Exactly as they appear below, repeat the lines from the one with "category (overrides the config file)" through the one with "flags on top", and no others.

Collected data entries

|---|

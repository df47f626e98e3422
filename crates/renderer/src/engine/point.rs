// SPDX-License-Identifier: MIT

//!
//! Points
//!

use serde::{Deserialize, Serialize};
use std::fmt::Debug;

pub type Size = Point;
pub type Position = Point;

#[derive(Debug, Default, Copy, Clone, PartialEq, Serialize, Deserialize)]
pub struct Point {
    pub x: f64,
    pub y: f64,
}
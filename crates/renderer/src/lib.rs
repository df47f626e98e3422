// SPDX-License-Identifier: MIT

//!
//! *Part of the wider mission timeline project*
//!
//! This crate lays out and draws one timeline document per (mission,
//! operational day) plan produced by `mission-timeline-core`.
//!
//! The core of the crate is a platform independent layout engine responsible
//! for:
//!
//! - Grouping clipped assignments into one row per person
//! - Paginating rows and redrawing the header on every page
//! - Mapping times to x positions and rows to y positions
//! - Giving every person a stable colour within a document
//!
//! The rest of the crate holds the frontends that turn a laid out document
//! into bytes.  The 3 currently offered frontends are:
//!
//! - SVG (every page stacked in one file)
//! - PDF (one PDF page per page)
//! - JSON (the laid out document itself, for inspection and other tooling)
//!
//! ## Usage
//!
//! ```ignore
//! let engine = LayoutEngine::new(LayoutParams::default(), Palette::default());
//! let document = engine.layout(&plan);
//! let bytes = render(&document, OutputFormat::Svg)?;
//! ```
//!

pub mod colour;
pub mod colours;
pub mod engine;
pub mod frontends;

pub use colour::*;
pub use colours::*;
pub use engine::*;
pub use frontends::*;
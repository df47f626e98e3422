// SPDX-License-Identifier: MIT

//!
//! The `mission-timeline-renderer` layout engine
//!

mod colours;
mod document;
mod heading;
mod helpers;
mod layout_params;
mod person_row;
mod point;
mod primitives;

pub(crate) use helpers::*;

pub use colours::*;
pub use document::*;
pub use heading::*;
pub use layout_params::*;
pub use person_row::*;
pub use point::*;
pub use primitives::*;

use crate::{ColourAssignment, Palette, colour::Colour};
use log::{debug, trace};
use mission_timeline_core::{ClippedAssignment, DayPlan, DayWindow};

/// The layout engine.  It turns a [`DayPlan`] into a [`TimelineDocument`]:
/// one row per person, paginated, with every person given a colour from the
/// palette.
///
/// The engine holds no per-document state, so one engine can lay out any
/// number of documents in any order.
pub struct LayoutEngine {
    params: LayoutParams,
    palette: Palette,
    colours: TimelineColours,
}

impl LayoutEngine {
    /// Create a new engine
    pub fn new(params: LayoutParams, palette: Palette) -> Self {
        Self {
            params,
            palette,
            colours: TimelineColours::default(),
        }
    }

    /// Calculate the width of the string
    fn str_width(&self, font_size: f64, str: &str) -> f64 {
        approximate_text_width(font_size, str)
    }

    /// Lay out one document
    pub fn layout(&self, plan: &DayPlan) -> TimelineDocument {
        let params = &self.params;
        let rows_per_page = params.rows_per_page.max(1);
        let canvas_width = self.canvas_width(&plan.window, &plan.tasks);
        let page_size = Size {
            x: canvas_width + (2.0 * params.page_margin),
            y: params.page_size.y,
        };

        let heading = Heading::from(
            &plan.mission,
            plan.day,
            &plan.window,
            params,
            &self.colours.heading,
        );

        // Local to this document so nothing leaks between documents
        let mut colour_assignment = ColourAssignment::new(&self.palette);

        let mut pages: Vec<Page> = Vec::new();
        for (index, person_row) in group_by_person(&plan.tasks).iter().enumerate() {
            let slot = index % rows_per_page;
            if slot == 0 {
                trace!("{} {}: page {}", plan.mission, plan.day, pages.len() + 1);
                pages.push(Page {
                    number: pages.len() + 1,
                    heading: heading.clone(),
                    rows: Vec::new(),
                });
            }
            let colour = colour_assignment.colour_for(person_row.person_id);
            let row = self.row(&plan.window, person_row, slot, colour, canvas_width);
            if let Some(page) = pages.last_mut() {
                page.rows.push(row);
            }
        }

        if pages.is_empty() {
            pages.push(Page {
                number: 1,
                heading,
                rows: Vec::new(),
            });
        }

        debug!(
            "{} {}: {} people on {} page(s)",
            plan.mission,
            plan.day,
            colour_assignment.count(),
            pages.len()
        );

        TimelineDocument {
            title: title_text(&plan.mission, plan.day),
            mission: plan.mission.clone(),
            day: plan.day,
            window: plan.window,
            page_size,
            margin: params.page_margin,
            background: self.colours.background,
            pages,
        }
    }

    /// The width needed to show the whole window and every bar, never less
    /// than the configured page's content width
    fn canvas_width(&self, window: &DayWindow, tasks: &[ClippedAssignment]) -> f64 {
        let params = &self.params;
        let window_end = params.x_for_minutes(window.minutes_from_start(window.end));
        tasks
            .iter()
            .map(|task| {
                let start = window.minutes_from_start(task.start);
                let end = window.minutes_from_start(task.end);
                params.x_for_minutes(start) + params.bar_width(end - start)
            })
            .fold(params.content_size().x.max(window_end), f64::max)
    }

    /// Lay out one person's row in page slot `slot`
    fn row(
        &self,
        window: &DayWindow,
        person_row: &PersonRow,
        slot: usize,
        colour: Colour,
        canvas_width: f64,
    ) -> RowOut {
        let params = &self.params;
        let top = params.row_top(slot);

        let label_text = truncate_to_fit(
            |text| self.str_width(params.label_font_size, text),
            &person_row.label(),
            params.left_margin - 10.0,
        );
        let label = TextOut {
            top_left: Point {
                x: 0.0,
                y: top + ((params.row_height - params.label_font_size) / 2.0),
            },
            text: label_text,
            colour: self.colours.row.text_colour,
            font_size: params.label_font_size,
            align: TextAlign::Start,
        };

        let bars = person_row
            .tasks
            .iter()
            .map(|task| self.bar(window, task, top, colour))
            .collect();

        RowOut {
            person_id: person_row.person_id.clone(),
            slot,
            colour,
            label,
            bars,
            separator: Line {
                from: Point {
                    x: 0.0,
                    y: top + params.row_height,
                },
                to: Point {
                    x: canvas_width,
                    y: top + params.row_height,
                },
                style: self.colours.row.separator,
            },
        }
    }

    /// Lay out one bar (and its label if there is room for it)
    fn bar(
        &self,
        window: &DayWindow,
        task: &ClippedAssignment,
        top: f64,
        colour: Colour,
    ) -> BarOut {
        let params = &self.params;
        let start = window.minutes_from_start(task.start);
        let end = window.minutes_from_start(task.end);
        let position_and_size = PositionAndSize {
            position: Point {
                x: params.x_for_minutes(start),
                y: top,
            },
            width: params.bar_width(end - start),
            height: params.row_height,
        };

        let text = format!("{} - {}", hour_minute(task.start), hour_minute(task.end));
        let label = shrink_to_fit(
            |font_size, text| self.str_width(font_size, text),
            &text,
            params.bar_font_size,
            position_and_size.width - 4.0,
        )
        .map(|font_size| TextOut {
            top_left: Point {
                x: position_and_size.position.x + (position_and_size.width / 2.0),
                y: top + ((params.row_height - font_size) / 2.0),
            },
            text,
            colour: self.colours.row.bar_text_colour,
            font_size,
            align: TextAlign::Middle,
        });

        BarOut {
            bar: FilledBox {
                position_and_size,
                fill_colour: colour,
            },
            label,
        }
    }
}
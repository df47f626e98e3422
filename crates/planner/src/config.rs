// SPDX-License-Identifier: GPL-3.0-or-later

//!
//! Mission timeline config
//!

use log::info;
use mission_timeline_renderer::{
    DEFAULT_PALETTE, LayoutParams, OutputFormat, Palette, PaletteError,
};
use serde::{Deserialize, Serialize};
use std::fs;
use std::path::{Path, PathBuf};
use thiserror::Error;

const DEFAULT_OUTPUT_DIR: &str = "planning";

/// Errors that can arise when loading or checking the config
#[derive(Error, Debug)]
pub enum ConfigError {
    #[error("Unable to read config file {path}: {source}")]
    Io {
        path: PathBuf,
        source: std::io::Error,
    },

    #[error("Invalid config JSON: {0}")]
    Json(#[from] serde_json::Error),

    #[error("No input file given")]
    NoInput,

    #[error("Invalid layout: {0}")]
    InvalidLayout(&'static str),

    #[error("Invalid palette: {0}")]
    Palette(#[from] PaletteError),
}

/// The header names of the input columns
#[derive(Debug, Clone, PartialEq, Eq, Serialize, Deserialize)]
#[serde(default)]
pub struct ColumnNames {
    pub mission: String,
    pub start: String,
    pub end: String,
    pub email: String,
    pub first_name: String,
    pub last_name: String,
    pub phone: String,
    pub category: String,
}

impl Default for ColumnNames {
    fn default() -> Self {
        Self {
            mission: String::from("Mission"),
            start: String::from("Date de début"),
            end: String::from("Date de fin"),
            email: String::from("E-mail"),
            first_name: String::from("Prénom"),
            last_name: String::from("Nom"),
            phone: String::from("Numéro de téléphone"),
            category: String::from("Catégorie"),
        }
    }
}

/// The config for a run.  Every field has a default, so a config file only
/// needs the fields it changes.
#[derive(Debug, Clone, PartialEq, Serialize, Deserialize)]
#[serde(default)]
pub struct Config {
    /// The CSV file to read assignments from
    pub input: Option<PathBuf>,

    /// Documents are written to `<output_dir>/<mission slug>/<day>.<ext>`
    pub output_dir: PathBuf,

    pub format: OutputFormat,

    /// Rows whose category is exactly this value are left out (no filtering
    /// when unset)
    pub exclude_category: Option<String>,

    pub columns: ColumnNames,

    /// chrono formats tried in order when parsing start/end cells
    pub timestamp_formats: Vec<String>,

    pub layout: LayoutParams,

    /// Bar colours as hex strings, used in order
    pub palette: Vec<String>,
}

impl Default for Config {
    fn default() -> Self {
        Self {
            input: None,
            output_dir: PathBuf::from(DEFAULT_OUTPUT_DIR),
            format: OutputFormat::default(),
            exclude_category: None,
            columns: ColumnNames::default(),
            timestamp_formats: default_timestamp_formats(),
            layout: LayoutParams::default(),
            palette: DEFAULT_PALETTE.iter().map(|hex| hex.to_string()).collect(),
        }
    }
}

impl Config {
    /// Load a config file
    pub fn load(path: &Path) -> Result<Self, ConfigError> {
        info!("Loading config from {}", path.display());
        let data = fs::read_to_string(path).map_err(|source| ConfigError::Io {
            path: path.to_path_buf(),
            source,
        })?;
        let config: Config = serde_json::from_str(&data)?;
        info!("Config loaded = {config:?}");
        Ok(config)
    }

    /// The input file, which must be set by the time a run starts
    pub fn input(&self) -> Result<&Path, ConfigError> {
        self.input.as_deref().ok_or(ConfigError::NoInput)
    }

    /// Build the bar palette
    pub fn palette(&self) -> Result<Palette, ConfigError> {
        Ok(Palette::from_hex(self.palette.as_slice())?)
    }

    /// Check everything a run depends on before any work is done
    pub fn validate(&self) -> Result<(), ConfigError> {
        self.input()?;
        self.palette()?;
        self.layout.validate().map_err(ConfigError::InvalidLayout)?;
        Ok(())
    }
}

fn default_timestamp_formats() -> Vec<String> {
    [
        "%Y-%m-%d %H:%M:%S",
        "%Y-%m-%d %H:%M",
        "%Y-%m-%dT%H:%M:%S",
        "%Y-%m-%dT%H:%M",
        "%d/%m/%Y %H:%M:%S",
        "%d/%m/%Y %H:%M",
    ]
    .iter()
    .map(|format| format.to_string())
    .collect()
}

#[cfg(test)]
mod test {
    use super::*;
    use crate::test::path_to_test_data;

    #[test]
    fn load_partial_config() {
        let config = Config::load(&path_to_test_data().join("config.json")).unwrap();
        assert_eq!(config.input, Some(PathBuf::from("assignments.csv")));
        assert_eq!(config.exclude_category.as_deref(), Some("9. Référents"));
        assert_eq!(config.format, OutputFormat::Json);
        assert_eq!(config.layout.rows_per_page, 10);

        // Everything else is defaulted
        assert_eq!(config.output_dir, PathBuf::from("planning"));
        assert_eq!(config.columns, ColumnNames::default());
        assert_eq!(config.layout.minutes_per_pixel, 1.2);
        assert_eq!(config.palette().unwrap(), Palette::default());
    }

    #[test]
    fn load_missing_file() {
        let result = Config::load(&path_to_test_data().join("does-not-exist.json"));
        assert!(matches!(result, Err(ConfigError::Io { .. })));
    }

    #[test]
    fn validate() {
        let mut config = Config::default();
        assert!(matches!(config.validate(), Err(ConfigError::NoInput)));

        config.input = Some(PathBuf::from("in.csv"));
        assert!(config.validate().is_ok());

        config.palette.clear();
        assert!(matches!(config.validate(), Err(ConfigError::Palette(_))));

        config.palette = vec![String::from("#123456")];
        config.layout.rows_per_page = 0;
        assert!(matches!(config.validate(), Err(ConfigError::InvalidLayout(_))));

        config.layout.rows_per_page = 22;
        config.layout.minutes_per_pixel = 0.0;
        assert!(matches!(config.validate(), Err(ConfigError::InvalidLayout(_))));

        config.layout.minutes_per_pixel = 1.2;
        config.layout.bar_font_size = 1e20;
        assert!(matches!(config.validate(), Err(ConfigError::InvalidLayout(_))));

        config.layout.bar_font_size = 8.0;
        assert!(config.validate().is_ok());
    }
}
// SPDX-License-Identifier: MIT

//!
//! The JSON frontend: the laid out document itself, for inspection and other
//! tooling
//!

use crate::{RenderError, TimelineDocument};

/// Serialise a laid out document as pretty-printed JSON
pub fn to_json(document: &TimelineDocument) -> Result<Vec<u8>, RenderError> {
    let mut bytes = serde_json::to_vec_pretty(document)?;
    bytes.push(b'\n');
    Ok(bytes)
}
// SPDX-License-Identifier: GPL-3.0-or-later

//!
//! *Part of the wider mission timeline project*
//!
//! Generate one timeline document per mission per operational day from a CSV
//! or spreadsheet export of assignments
//!

use clap::{Parser, ValueEnum, builder::PossibleValue};
use mission_timeline_planner::{Config, ConfigError, run};
use mission_timeline_renderer::OutputFormat;
use simplelog::{
    ColorChoice, CombinedLogger, ConfigBuilder, LevelFilter, TermLogger, TerminalMode,
};
use std::path::PathBuf;

#[macro_use]
extern crate log;
extern crate simplelog;

/// Entry point
fn main() -> Result<(), Box<dyn std::error::Error>> {
    let args = Cli::parse();

    // Setup logging
    let config_log = ConfigBuilder::new()
        .add_filter_allow_str("mission_timeline")
        .build();

    CombinedLogger::init(vec![TermLogger::new(
        args.log_level,
        config_log,
        TerminalMode::Mixed,
        ColorChoice::Auto,
    )])?;

    // Flags win over the config file
    let config = match args.config() {
        Ok(config) => config,
        Err(error) => {
            eprintln!("Error: {error}");
            std::process::exit(1);
        }
    };

    match run(&config) {
        Ok(summary) if summary.is_success() => {
            debug!("Finished with {} document(s)", summary.written.len());
            Ok(())
        }
        Ok(summary) => {
            eprintln!(
                "Error: {} document(s) could not be generated",
                summary.failures
            );
            std::process::exit(1);
        }
        Err(error) => {
            eprintln!("Error: {error}");
            std::process::exit(1);
        }
    }
}

/// Mission timeline CLI args using [clap]
#[derive(Parser, Debug)]
#[command(
    version,
    about = "Generate per-mission, per-day timeline documents from a CSV or XLSX of assignments",
    after_help = "A day runs from 08:00 to 07:59:59 the next morning"
)]
pub struct Cli {
    /// Path to a JSON config file
    #[arg(long)]
    pub config: Option<PathBuf>,

    /// Path to the CSV or XLSX input (overrides the config file)
    #[arg(long)]
    pub input: Option<PathBuf>,

    /// Directory the documents are written to (overrides the config file)
    #[arg(long)]
    pub output_dir: Option<PathBuf>,

    /// Output format (overrides the config file)
    #[arg(long, value_enum)]
    pub format: Option<Format>,

    /// Leave out rows in this category (overrides the config file)
    #[arg(long)]
    pub exclude_category: Option<String>,

    /// Log level (off, error, warn, info, debug, trace)
    #[arg(long, default_value = "info")]
    pub log_level: LevelFilter,
}

impl Cli {
    /// Load the config file (if any) and apply the flags on top
    fn config(&self) -> Result<Config, ConfigError> {
        let mut config = match &self.config {
            Some(path) => Config::load(path)?,
            None => Config::default(),
        };
        if let Some(input) = &self.input {
            config.input = Some(input.clone());
        }
        if let Some(output_dir) = &self.output_dir {
            config.output_dir = output_dir.clone();
        }
        if let Some(format) = self.format {
            config.format = format.into();
        }
        if let Some(category) = &self.exclude_category {
            config.exclude_category = Some(category.clone());
        }
        info!(
            "Reading {:?}, writing {} documents to {}",
            config.input,
            config.format,
            config.output_dir.display()
        );
        Ok(config)
    }
}

#[derive(Debug, Clone, Copy)]
pub enum Format {
    Svg,
    Pdf,
    Json,
}

impl ValueEnum for Format {
    fn value_variants<'a>() -> &'a [Self] {
        &[Self::Svg, Self::Pdf, Self::Json]
    }

    fn to_possible_value(&self) -> Option<PossibleValue> {
        match self {
            Self::Svg => Some(PossibleValue::new("svg").help("One SVG file per document")),
            Self::Pdf => Some(PossibleValue::new("pdf").help("One PDF file per document")),
            Self::Json => Some(PossibleValue::new("json").help("The laid out document as JSON")),
        }
    }
}

impl From<Format> for OutputFormat {
    fn from(value: Format) -> Self {
        match value {
            Format::Svg => OutputFormat::Svg,
            Format::Pdf => OutputFormat::Pdf,
            Format::Json => OutputFormat::Json,
        }
    }
}
// SPDX-License-Identifier: MIT

//!
//! *Part of the wider mission timeline project*
//!
//! This crate defines the basic datatypes and the day-partitioning logic used
//! across the mission timeline project (planner, renderer, command line).
//!
//! The flow through this crate is:
//!
//! - Rows become validated [`Assignment`]s
//! - Assignments are grouped per [`Mission`] ([`group_by_mission`])
//! - Each mission is split into [`OperationalDay`]s (08:00 to 07:59:59 the
//!   next calendar day)
//! - Each day is resolved to a [`DayWindow`] and its assignments are clipped
//!   to it, giving one independent [`DayPlan`] per (mission, day)
//!
//! This crate aims to provide APIs for each type so that if a type is
//! instantiated, the developer can be sure it's valid.
//!

mod assignment;
mod mission;
mod operational_day;
mod person;
mod plan;
mod window;

pub use assignment::*;
pub use mission::*;
pub use operational_day::*;
pub use person::*;
pub use plan::*;
pub use window::*;

#[cfg(test)]
pub(crate) mod test_helpers {
    use chrono::NaiveDateTime;

    /// Parse `YYYY-MM-DD HH:MM` or `YYYY-MM-DD HH:MM:SS`
    pub fn at(timestamp: &str) -> NaiveDateTime {
        NaiveDateTime::parse_from_str(timestamp, "%Y-%m-%d %H:%M:%S")
            .or_else(|_| NaiveDateTime::parse_from_str(timestamp, "%Y-%m-%d %H:%M"))
            .unwrap()
    }
}
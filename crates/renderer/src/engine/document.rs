// SPDX-License-Identifier: MIT

//!
//! Laid out documents
//!

use crate::{DocumentRenderer, Heading, RowOut, Size, colour::Colour};
use mission_timeline_core::{DayWindow, Mission, OperationalDay};
use serde::Serialize;
use std::fmt::Debug;

/// One page: the heading followed by up to `rows_per_page` person rows
#[derive(Debug, Clone, PartialEq, Serialize)]
pub struct Page {
    /// 1-based page number
    pub number: usize,
    pub heading: Heading,
    pub rows: Vec<RowOut>,
}

/// A fully laid out (mission, operational day) document.
///
/// Positions are relative to the top-left of a page's content box, which is
/// inset from the page edge by `margin`.
#[derive(Debug, Clone, PartialEq, Serialize)]
pub struct TimelineDocument {
    pub title: String,
    pub mission: Mission,
    pub day: OperationalDay,
    pub window: DayWindow,

    /// The size of every page (wider than the configured page if the
    /// timeline needs it)
    pub page_size: Size,
    pub margin: f64,
    pub background: Colour,
    pub pages: Vec<Page>,
}

impl TimelineDocument {
    /// The number of person rows across all pages
    pub fn row_count(&self) -> usize {
        self.pages.iter().map(|page| page.rows.len()).sum()
    }

    /// Drive a renderer through every page of the document
    pub fn draw<R: DocumentRenderer>(&self, renderer: &mut R) {
        for page in &self.pages {
            renderer.begin_page(self.page_size, self.margin, self.background);

            renderer.draw_text(&page.heading.title);
            for tick in &page.heading.ticks {
                renderer.stroke_line(&tick.line);
                renderer.draw_text(&tick.label);
            }

            for row in &page.rows {
                renderer.draw_text(&row.label);
                for bar in &row.bars {
                    renderer.fill_box(&bar.bar);
                    if let Some(label) = &bar.label {
                        renderer.draw_text(label);
                    }
                }
                renderer.stroke_line(&row.separator);
            }
        }
    }
}
// SPDX-License-Identifier: GPL-3.0-or-later

//!
//! Planner errors
//!

use crate::{ConfigError, IngestError, OutputError};
use mission_timeline_renderer::RenderError;
use thiserror::Error;

/// Errors that stop a whole run
#[derive(Error, Debug)]
pub enum PlannerError {
    #[error("Config error: {0}")]
    Config(#[from] ConfigError),

    #[error("Input error: {0}")]
    Ingest(#[from] IngestError),
}

/// Errors that stop a single document (the run carries on with the next one)
#[derive(Error, Debug)]
pub enum DocumentError {
    #[error("Render error: {0}")]
    Render(#[from] RenderError),

    #[error("Output error: {0}")]
    Output(#[from] OutputError),
}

|---|

• Problem solution
    /// Leave out rows in this category (overrides the config file)
    #[arg(long)]
    pub exclude_category: Option<String>,

    /// Log level (off, error, warn, info, debug, trace)
    #[arg(long, default_value = "info")]
    pub log_level: LevelFilter,
}

impl Cli {
    /// Load the config file (if any) and apply the flags on top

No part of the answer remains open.